//! Streaming multi-channel resampler over interleaved frames.
//!
//! One [`CascadePlan`] is built per conversion and shared by every channel:
//! the designed filter coefficients and the FFT table cache are read-only
//! and live behind `Arc`, while each channel runs its own stateful
//! [`RateConverter`].

use std::sync::Arc;

use crate::error::RateError;
use crate::fft::FftContext;
use crate::params::ConvertParams;
use crate::rate::{CascadePlan, RateConverter};

/// Streaming sample-rate converter for interleaved multi-channel audio.
///
/// ```
/// use rateconv::{ConvertParams, QualityPreset, Resampler};
///
/// let params = ConvertParams::new(44100.0, 48000.0)
///     .unwrap()
///     .with_channels(2)
///     .with_preset(QualityPreset::Medium);
/// let mut resampler = Resampler::new(&params).unwrap();
///
/// let block = vec![0.0f64; 2 * 441];
/// let out = resampler.process(&block).unwrap();
/// let tail = resampler.flush();
/// assert_eq!(out.len() % 2, 0);
/// assert_eq!(tail.len() % 2, 0);
/// ```
#[derive(Debug)]
pub struct Resampler {
    plan: CascadePlan,
    channels: Vec<RateConverter>,
    scratch: Vec<f64>,
}

impl Resampler {
    /// Creates a resampler with its own FFT context.
    ///
    /// # Errors
    /// Fails on invalid parameters or unrealizable filter designs.
    pub fn new(params: &ConvertParams) -> Result<Self, RateError> {
        Self::with_context(params, Arc::new(FftContext::new()))
    }

    /// Creates a resampler sharing an existing FFT context, so several
    /// concurrent conversions reuse one planned-transform cache.
    pub fn with_context(
        params: &ConvertParams,
        ctx: Arc<FftContext>,
    ) -> Result<Self, RateError> {
        let plan = CascadePlan::new(params, ctx)?;
        let channels = (0..params.channels)
            .map(|_| RateConverter::new(&plan))
            .collect();
        Ok(Self {
            plan,
            channels,
            scratch: Vec::new(),
        })
    }

    /// Number of interleaved channels.
    pub fn num_channels(&self) -> usize {
        self.channels.len()
    }

    /// Input rate divided by output rate.
    pub fn factor(&self) -> f64 {
        self.plan.factor()
    }

    /// True when input and output rates are equal and frames pass through
    /// unchanged.
    pub fn is_passthrough(&self) -> bool {
        self.plan.is_passthrough()
    }

    /// Expected output frame count for `input_frames` input frames over the
    /// whole stream (individual blocks may return more or fewer).
    pub fn output_len_hint(&self, input_frames: usize) -> usize {
        (input_frames as f64 / self.plan.factor() + 0.5) as usize
    }

    /// Feeds a block of interleaved frames and returns whatever converted
    /// frames are ready.
    ///
    /// # Errors
    /// Fails if the block is not a whole number of frames or contains
    /// non-finite samples; the converter state is unchanged on error.
    pub fn process(&mut self, interleaved: &[f64]) -> Result<Vec<f64>, RateError> {
        let n = self.channels.len();
        if interleaved.len() % n != 0 {
            return Err(RateError::MisalignedFrames {
                len: interleaved.len(),
                channels: n,
            });
        }
        if interleaved.iter().any(|s| !s.is_finite()) {
            return Err(RateError::NonFiniteInput);
        }
        if self.is_passthrough() {
            return Ok(interleaved.to_vec());
        }

        let frames = interleaved.len() / n;
        for (c, conv) in self.channels.iter_mut().enumerate() {
            self.scratch.clear();
            self.scratch
                .extend((0..frames).map(|f| interleaved[f * n + c]));
            conv.input(&self.scratch);
            conv.process();
        }
        Ok(self.collect_ready())
    }

    /// Flushes all channels and returns the final frames, completing the
    /// stream at exactly `round(total_in / factor)` frames per channel.
    pub fn flush(&mut self) -> Vec<f64> {
        if self.is_passthrough() {
            return Vec::new();
        }
        for conv in &mut self.channels {
            conv.flush();
        }
        self.collect_ready()
    }

    fn collect_ready(&mut self) -> Vec<f64> {
        let n = self.channels.len();
        let frames = self
            .channels
            .iter()
            .map(|c| c.occupancy())
            .min()
            .unwrap_or(0);
        let mut out = vec![0.0f64; frames * n];
        for (c, conv) in self.channels.iter_mut().enumerate() {
            let samples = conv.output(frames);
            for (f, &s) in samples.iter().enumerate() {
                out[f * n + c] = s;
            }
        }
        out
    }
}
mod common;

use common::{db, project_tone, rms, sine};
use rateconv::{convert, ConvertParams, QualityPreset};

#[test]
fn sine_44100_to_48000_medium() {
    let input = sine(1000.0, 44100.0, 44100, 0.9);
    let params = ConvertParams::new(44100.0, 48000.0)
        .unwrap()
        .with_preset(QualityPreset::Medium);
    let out = convert(&input, &params).unwrap();
    assert_eq!(out.len(), 48000);

    // 500 whole cycles from the settled interior: 1 kHz at 48 kHz is 48
    // samples per cycle.
    let interior = &out[9600..9600 + 24000];
    let (amplitude, residual) = project_tone(interior, 1000.0, 48000.0);
    let gain_db = db(amplitude / 0.9);
    assert!(gain_db.abs() < 0.1, "tone gain {} dB", gain_db);

    // Everything that is not the tone: aliases, images, numerical noise.
    let floor_db = db(residual / rms(interior));
    assert!(floor_db < -90.0, "alias floor {} dB", floor_db);
}

#[test]
fn tone_above_destination_nyquist_is_rejected() {
    // 13 kHz cannot be represented at 22.05 kHz; it must vanish, not fold.
    let input = sine(13000.0, 44100.0, 44100, 0.9);
    let params = ConvertParams::new(44100.0, 22050.0)
        .unwrap()
        .with_preset(QualityPreset::High);
    let out = convert(&input, &params).unwrap();
    assert_eq!(out.len(), 22050);
    let interior = &out[4000..18000];
    let level_db = db(rms(interior) / (0.9 / 2f64.sqrt()));
    assert!(level_db < -90.0, "leaked {} dB", level_db);
}

#[test]
fn round_trip_preserves_the_tone() {
    let input = sine(1000.0, 44100.0, 44100, 0.5);
    let up = ConvertParams::new(44100.0, 48000.0)
        .unwrap()
        .with_preset(QualityPreset::High);
    let down = ConvertParams::new(48000.0, 44100.0)
        .unwrap()
        .with_preset(QualityPreset::High);
    let out = convert(&convert(&input, &up).unwrap(), &down).unwrap();
    assert_eq!(out.len(), 44100);

    // 100 whole cycles at 44.1 samples per cycle.
    let interior = &out[8820..8820 + 4410];
    let (amplitude, residual) = project_tone(interior, 1000.0, 44100.0);
    let gain_db = db(amplitude / 0.5);
    assert!(gain_db.abs() < 0.1, "round-trip gain {} dB", gain_db);
    let floor_db = db(residual / rms(interior));
    assert!(floor_db < -80.0, "round-trip floor {} dB", floor_db);
}

#[test]
fn emitted_counts_are_exact() {
    for &(fin, fout) in &[
        (44100.0, 48000.0),
        (48000.0, 44100.0),
        (44100.0, 22050.0),
        (22050.0, 96000.0),
        (44100.0, 44100.0 * std::f64::consts::SQRT_2),
    ] {
        for &n in &[977usize, 10000, 44100] {
            let params = ConvertParams::new(fin, fout).unwrap();
            let out = convert(&vec![0.25; n], &params).unwrap();
            let expect = (n as f64 * fout / fin + 0.5) as usize;
            assert_eq!(out.len(), expect, "{} -> {}, {} in", fin, fout, n);
        }
    }
}

#[test]
fn all_presets_convert_a_sine() {
    let input = sine(440.0, 44100.0, 22050, 0.5);
    for &preset in &[
        QualityPreset::Quick,
        QualityPreset::Low,
        QualityPreset::Medium,
        QualityPreset::High,
        QualityPreset::VeryHigh,
    ] {
        let params = ConvertParams::new(44100.0, 48000.0)
            .unwrap()
            .with_preset(preset);
        let out = convert(&input, &params).unwrap();
        assert_eq!(out.len(), 24000, "{:?}", preset);
        assert!(out.iter().all(|s| s.is_finite()), "{:?}", preset);
        let peak = out[4000..20000].iter().fold(0.0f64, |p, &s| p.max(s.abs()));
        assert!((peak - 0.5).abs() < 0.05, "{:?}: peak {}", preset, peak);
    }
}

#[test]
fn minimum_phase_output_matches_linear_in_magnitude() {
    let input = sine(1000.0, 44100.0, 44100, 0.5);
    let linear = ConvertParams::new(44100.0, 48000.0).unwrap();
    let minimum = ConvertParams::new(44100.0, 48000.0).unwrap().minimum_phase();
    let out_lin = convert(&input, &linear).unwrap();
    let out_min = convert(&input, &minimum).unwrap();
    assert_eq!(out_lin.len(), out_min.len());
    let (a_lin, _) = project_tone(&out_lin[9600..9600 + 24000], 1000.0, 48000.0);
    let (a_min, _) = project_tone(&out_min[9600..9600 + 24000], 1000.0, 48000.0);
    assert!(db(a_min / a_lin).abs() < 0.1);
}

#[test]
fn irrational_ratio_holds_its_pitch() {
    // Rate chosen so no rational approximation is found; the stage runs on
    // the 64.64 clock.
    let out_rate = 44100.0 * std::f64::consts::SQRT_2;
    let input = sine(1000.0, 44100.0, 88200, 0.5);
    let params = ConvertParams::new(44100.0, out_rate).unwrap();
    let out = convert(&input, &params).unwrap();
    // The tone must sit at 1 kHz of the new rate; project over an interior
    // window and check both level and purity.
    let start = out.len() / 4;
    let window = &out[start..start + 31219]; // ~500.5 cycles; leakage is tiny
    let (amplitude, residual) = project_tone(window, 1000.0, out_rate);
    assert!(db(amplitude / 0.5).abs() < 0.2, "gain {}", db(amplitude / 0.5));
    assert!(db(residual / rms(window)) < -55.0);
}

» **Brief**: What is the number of lines in the data that include "amplitude"? Respond with that number and no other text.

» **Output for this task**: 6